- [Work instruction]: What is the number of lines in the following data that contain "NewRental"? Answer with the number alone.

- [Data for the task]:
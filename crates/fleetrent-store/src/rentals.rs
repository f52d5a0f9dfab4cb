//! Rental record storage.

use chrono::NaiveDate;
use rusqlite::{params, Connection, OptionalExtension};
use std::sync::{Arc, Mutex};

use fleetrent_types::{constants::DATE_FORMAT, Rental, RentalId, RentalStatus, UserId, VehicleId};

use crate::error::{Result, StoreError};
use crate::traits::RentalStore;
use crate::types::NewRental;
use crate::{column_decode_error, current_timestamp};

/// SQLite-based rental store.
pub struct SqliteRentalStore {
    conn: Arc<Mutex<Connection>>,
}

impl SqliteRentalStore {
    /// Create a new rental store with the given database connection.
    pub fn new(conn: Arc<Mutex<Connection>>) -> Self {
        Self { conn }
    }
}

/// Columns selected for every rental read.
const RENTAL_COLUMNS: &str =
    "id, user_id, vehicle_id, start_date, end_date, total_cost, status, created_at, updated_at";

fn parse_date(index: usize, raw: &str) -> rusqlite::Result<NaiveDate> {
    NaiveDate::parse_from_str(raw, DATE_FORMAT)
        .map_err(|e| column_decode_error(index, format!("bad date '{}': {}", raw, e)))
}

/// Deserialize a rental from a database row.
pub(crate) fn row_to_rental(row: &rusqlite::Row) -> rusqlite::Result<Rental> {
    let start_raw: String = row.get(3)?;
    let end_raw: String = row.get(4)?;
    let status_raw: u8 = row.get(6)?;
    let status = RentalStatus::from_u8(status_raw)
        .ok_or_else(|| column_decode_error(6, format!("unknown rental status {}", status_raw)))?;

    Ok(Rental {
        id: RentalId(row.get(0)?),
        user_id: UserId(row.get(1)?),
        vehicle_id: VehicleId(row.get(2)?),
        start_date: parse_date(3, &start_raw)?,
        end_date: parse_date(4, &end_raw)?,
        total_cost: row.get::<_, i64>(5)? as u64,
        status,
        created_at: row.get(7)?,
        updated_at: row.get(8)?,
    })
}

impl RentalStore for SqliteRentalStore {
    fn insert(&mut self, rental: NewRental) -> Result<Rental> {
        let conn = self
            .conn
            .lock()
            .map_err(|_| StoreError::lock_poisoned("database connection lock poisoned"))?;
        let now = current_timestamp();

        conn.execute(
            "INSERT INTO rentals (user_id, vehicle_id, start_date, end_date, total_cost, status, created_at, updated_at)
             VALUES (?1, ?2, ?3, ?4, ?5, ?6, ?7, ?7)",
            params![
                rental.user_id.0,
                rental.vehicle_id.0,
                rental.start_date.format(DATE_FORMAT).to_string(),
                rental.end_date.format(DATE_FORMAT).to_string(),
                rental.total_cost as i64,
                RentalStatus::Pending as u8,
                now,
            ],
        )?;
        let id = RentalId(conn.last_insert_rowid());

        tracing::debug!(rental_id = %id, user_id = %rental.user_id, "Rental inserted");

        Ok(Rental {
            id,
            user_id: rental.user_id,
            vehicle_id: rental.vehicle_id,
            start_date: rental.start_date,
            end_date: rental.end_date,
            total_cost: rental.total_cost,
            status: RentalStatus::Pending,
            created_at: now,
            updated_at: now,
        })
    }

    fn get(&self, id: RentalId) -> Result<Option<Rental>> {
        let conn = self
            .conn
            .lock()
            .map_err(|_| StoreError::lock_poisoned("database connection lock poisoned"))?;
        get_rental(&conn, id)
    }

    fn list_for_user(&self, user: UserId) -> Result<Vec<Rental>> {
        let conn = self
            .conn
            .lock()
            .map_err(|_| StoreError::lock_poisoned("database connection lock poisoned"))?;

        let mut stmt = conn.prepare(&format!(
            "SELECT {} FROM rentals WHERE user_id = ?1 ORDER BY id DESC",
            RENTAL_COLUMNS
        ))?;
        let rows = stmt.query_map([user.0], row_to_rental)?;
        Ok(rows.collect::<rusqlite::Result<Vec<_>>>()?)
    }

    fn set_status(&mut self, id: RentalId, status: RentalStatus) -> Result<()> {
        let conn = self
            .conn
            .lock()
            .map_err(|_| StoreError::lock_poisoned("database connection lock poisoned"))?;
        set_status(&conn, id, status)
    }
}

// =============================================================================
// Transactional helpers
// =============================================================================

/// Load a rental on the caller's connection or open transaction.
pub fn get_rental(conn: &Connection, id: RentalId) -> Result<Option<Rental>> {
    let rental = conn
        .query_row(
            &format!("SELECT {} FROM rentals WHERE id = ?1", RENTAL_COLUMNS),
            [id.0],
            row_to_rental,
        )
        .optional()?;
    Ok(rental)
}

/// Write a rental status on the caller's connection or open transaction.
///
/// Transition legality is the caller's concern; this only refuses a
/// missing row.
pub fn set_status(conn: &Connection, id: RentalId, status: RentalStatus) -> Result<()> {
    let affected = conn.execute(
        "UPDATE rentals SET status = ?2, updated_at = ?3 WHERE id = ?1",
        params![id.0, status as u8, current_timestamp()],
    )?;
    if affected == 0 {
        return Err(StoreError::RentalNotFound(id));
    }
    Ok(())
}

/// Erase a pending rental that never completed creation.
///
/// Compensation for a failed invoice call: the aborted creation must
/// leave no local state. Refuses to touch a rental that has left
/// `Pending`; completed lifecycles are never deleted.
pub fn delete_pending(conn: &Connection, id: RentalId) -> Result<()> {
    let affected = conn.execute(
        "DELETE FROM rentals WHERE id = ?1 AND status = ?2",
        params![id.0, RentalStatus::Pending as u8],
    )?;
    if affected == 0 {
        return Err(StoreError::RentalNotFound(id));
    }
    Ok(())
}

- [Exercise answer]: 2